Russell Almond, Educational Testing Service
Friday, September 20
2:00 PM
Science and Technology II, Room 330B

Risk prediction and decision analysis are important in a variety of fields including engineering, medicine and management science. The program Graphical-Belief provides an interactive environment for exploring risk prediction models based on graphical belief functions. A graphical belief function is a network model (more general than a fault tree) which uses belief functions (a generalization of probability which allows both exact values and upper and lower bounds) to describe relationships between variables. Graphical-Belief can explicitly model uncertainty about key parameters like failure rates and dependencies between component and system parameters. Thus, Graphical-Belief supports a very flexible and expressive class of models for system level reliability analysis or other applications.

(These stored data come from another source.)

use std::collections::HashMap;
use std::fmt;
use std::sync::{Arc, PoisonError, RwLock};

use domain::UserId;
use serde::{Deserialize, Serialize};
use uuid::Uuid;

use crate::broadcaster::ConnectionHub;
use crate::events::ServerEvent;

/// 在线连接句柄，仅在连接打开期间有效
#[derive(Debug, Clone, Copy, PartialEq, Eq, Hash, Serialize, Deserialize)]
pub struct ConnectionId(Uuid);

impl ConnectionId {
    pub fn generate() -> Self {
        Self(Uuid::new_v4())
    }
}

impl fmt::Display for ConnectionId {
    fn fmt(&self, f: &mut fmt::Formatter<'_>) -> fmt::Result {
        write!(f, "{}", self.0)
    }
}

/// 在线状态注册表
///
/// 维护 用户 → 当前连接句柄 的映射，每个在线用户恰好一条记录，
/// 重连时后写覆盖。注册表只存在于进程内，重启后由客户端重新 join。
/// 每次 join / leave 都向所有连接广播完整在线名单（不是增量）。
pub struct PresenceRegistry {
    entries: RwLock<HashMap<UserId, ConnectionId>>,
    hub: Arc<dyn ConnectionHub>,
}

impl PresenceRegistry {
    pub fn new(hub: Arc<dyn ConnectionHub>) -> Self {
        Self {
            entries: RwLock::new(HashMap::new()),
            hub,
        }
    }

    /// 注册或覆盖用户的连接句柄，并广播在线名单。
    ///
    /// 句柄已从连接中心断开时拒绝注册并返回 `false`，否则之后不会再有对应的 `leave`。
    pub fn join(&self, user_id: UserId, handle: ConnectionId) -> bool {
        let (previous, roster) = {
            let mut entries = self.write_entries();
            if !self.hub.is_connected(handle) {
                tracing::warn!(user_id = %user_id, connection_id = %handle, "连接已关闭，忽略上线");
                return false;
            }
            let previous = entries.insert(user_id, handle);
            (previous, Self::roster_of(&entries))
        };

        tracing::info!(
            user_id = %user_id,
            connection_id = %handle,
            replaced = previous.is_some(),
            "用户上线"
        );

        self.hub.broadcast(ServerEvent::OnlineUsers(roster));
        true
    }

    /// 按句柄反查并移除至多一条记录；找不到时静默忽略
    pub fn leave(&self, handle: ConnectionId) -> Option<UserId> {
        let (removed, roster) = {
            let mut entries = self.write_entries();
            let user_id = entries
                .iter()
                .find(|(_, connection)| **connection == handle)
                .map(|(user_id, _)| *user_id);
            if let Some(user_id) = user_id {
                entries.remove(&user_id);
            }
            (user_id, Self::roster_of(&entries))
        };

        let user_id = removed?;
        tracing::info!(user_id = %user_id, connection_id = %handle, "用户下线");
        self.hub.broadcast(ServerEvent::OnlineUsers(roster));
        Some(user_id)
    }

    pub fn lookup(&self, user_id: UserId) -> Option<ConnectionId> {
        self.read_entries().get(&user_id).copied()
    }

    pub fn is_online(&self, user_id: UserId) -> bool {
        self.read_entries().contains_key(&user_id)
    }

    /// 当前在线用户（排序后返回）
    pub fn online_users(&self) -> Vec<UserId> {
        Self::roster_of(&self.read_entries())
    }

    /// 用户在线时向其当前连接推送事件，返回是否成功放入发送队列
    pub fn notify(&self, user_id: UserId, event: ServerEvent) -> bool {
        let Some(handle) = self.lookup(user_id) else {
            return false;
        };

        let event_name = event.name();
        match self.hub.send_to(handle, event) {
            Ok(()) => true,
            Err(err) => {
                tracing::warn!(user_id = %user_id, event = event_name, error = %err, "推送事件失败");
                false
            }
        }
    }

    fn roster_of(entries: &HashMap<UserId, ConnectionId>) -> Vec<UserId> {
        let mut roster: Vec<UserId> = entries.keys().copied().collect();
        roster.sort();
        roster
    }

    fn read_entries(&self) -> std::sync::RwLockReadGuard<'_, HashMap<UserId, ConnectionId>> {
        self.entries.read().unwrap_or_else(PoisonError::into_inner)
    }

    fn write_entries(&self) -> std::sync::RwLockWriteGuard<'_, HashMap<UserId, ConnectionId>> {
        self.entries.write().unwrap_or_else(PoisonError::into_inner)
    }
}

#[cfg(test)]
mod tests {
    use super::*;
    use crate::local_broadcast::LocalConnectionHub;
    use tokio::sync::mpsc::UnboundedReceiver;

    fn user() -> UserId {
        UserId::from(Uuid::new_v4())
    }

    fn last_roster(rx: &mut UnboundedReceiver<ServerEvent>) -> Option<Vec<UserId>> {
        let mut roster = None;
        while let Ok(event) = rx.try_recv() {
            if let ServerEvent::OnlineUsers(users) = event {
                roster = Some(users);
            }
        }
        roster
    }

    #[test]
    fn join_broadcasts_full_roster_to_every_connection() {
        let hub = Arc::new(LocalConnectionHub::new());
        let registry = PresenceRegistry::new(hub.clone());
        let (observer, mut observer_rx) = hub.connect();
        let (alice_conn, _alice_rx) = hub.connect();
        let (alice, bob) = (user(), user());

        registry.join(alice, alice_conn);
        registry.join(bob, observer);

        let mut expected = vec![alice, bob];
        expected.sort();
        assert_eq!(last_roster(&mut observer_rx), Some(expected));
    }

    #[test]
    fn rejoin_overwrites_previous_handle() {
        let hub = Arc::new(LocalConnectionHub::new());
        let registry = PresenceRegistry::new(hub.clone());
        let alice = user();
        let (first, _first_rx) = hub.connect();
        let (second, _second_rx) = hub.connect();

        registry.join(alice, first);
        registry.join(alice, second);

        assert_eq!(registry.lookup(alice), Some(second));
        assert_eq!(registry.online_users(), vec![alice]);

        // 旧连接断开不影响新句柄
        assert_eq!(registry.leave(first), None);
        assert_eq!(registry.lookup(alice), Some(second));
    }

    #[test]
    fn leave_removes_only_matching_entry() {
        let hub = Arc::new(LocalConnectionHub::new());
        let registry = PresenceRegistry::new(hub.clone());
        let (alice, bob) = (user(), user());
        let (alice_conn, _a) = hub.connect();
        let (bob_conn, mut bob_rx) = hub.connect();

        registry.join(alice, alice_conn);
        registry.join(bob, bob_conn);

        assert_eq!(registry.leave(alice_conn), Some(alice));
        assert_eq!(registry.online_users(), vec![bob]);
        assert_eq!(last_roster(&mut bob_rx), Some(vec![bob]));
    }

    #[test]
    fn leave_with_unknown_handle_is_silent() {
        let hub = Arc::new(LocalConnectionHub::new());
        let registry = PresenceRegistry::new(hub.clone());
        let (observer, mut observer_rx) = hub.connect();
        registry.join(user(), observer);
        let _ = last_roster(&mut observer_rx);

        assert_eq!(registry.leave(ConnectionId::generate()), None);
        assert_eq!(last_roster(&mut observer_rx), None);
    }

    #[test]
    fn closed_handle_cannot_rejoin_after_leave() {
        let hub = Arc::new(LocalConnectionHub::new());
        let registry = PresenceRegistry::new(hub.clone());
        let alice = user();
        let (conn, _rx) = hub.connect();

        assert!(registry.join(alice, conn));
        assert_eq!(registry.leave(conn), Some(alice));
        hub.disconnect(conn);

        // 连接收尾之后迟到的 join
        assert!(!registry.join(alice, conn));
        assert!(!registry.is_online(alice));
        assert!(registry.online_users().is_empty());
    }

    #[test]
    fn notify_skips_offline_users() {
        let hub = Arc::new(LocalConnectionHub::new());
        let registry = PresenceRegistry::new(hub.clone());
        let alice = user();
        let (conn, mut rx) = hub.connect();

        let event = ServerEvent::Typing { sender_id: user() };
        assert!(!registry.notify(alice, event.clone()));

        registry.join(alice, conn);
        let _ = last_roster(&mut rx);
        assert!(registry.notify(alice, event.clone()));
        assert_eq!(rx.try_recv().unwrap(), event);
    }
}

Graphical-Belief provides a mechanism for sharing knowledge in the form of model fragments between engineering groups and projects. For example, reliability specialists can easily share their knowledge with design engineers ensuring that reliability and safety concerns are addressed throughout the product lifecycle. The graphical belief model adapts and learns as the system proceeds through its life cycle. In particular, the graphical belief model provides a way to encapsulate valuable field experience as model fragments and incorporate those lessons in current maintenance plans and future system designs.

Part 1: Model Analysis . Although the primary purpose of building reliability models is to see if a proposed system meets safety requirements, risk assessment and decision analysis techniques are useful throughout the lifecycle of a product. The nature of the Graphical-Belief environment allows engineers to interactively perform "what if" analyses to test system alternatives and to investigate the sensitivity of the overall system to the behavior of components. In this talk we will explore uses of Graphical-Belief reliability models: (1) during product planning (setting reliability targets and allocating research and development resources), (2) during system design (exploring design alternatives, identifying critical failure paths, and assessing the sensitivity of estimates to uncertainty about key parameters and assumptions), (3) during system operation (exploring maintenance schedules and producing diagnostic systems), and (4) during evaluation and testing (model improvement and knowledge capture).

Part 2: Model Construction. Constructing the risk model is a key step in the analysis process. Typically, the analyst must integrate information from diverse sources to build the model. Graphical-Belief supports this model construction and integration with an innovative library concept based on an object system for model fragments. Engineering groups separated in space and time can share information and knowledge via this medium. Thus reliability engineers can use this environment to produce a collection of building blocks for reliability models. Design engineers can draw on that knowledge, assembling those building blocks to evaluate and improve current system designs. Maintenance technicians can use the reliability models built during system design as a diagnostic expert system and as part of maintenance scheduling. Testing and evaluation engineers can update the models and model fragments with field experience, making that knowledge immediately available to other engineering groups. The model learns and is improved as information is added throughout the system life cycle. This talk will show how Graphical-Belief uses the library to support construction of system reliability models in a concurrent, distributed engineering applications.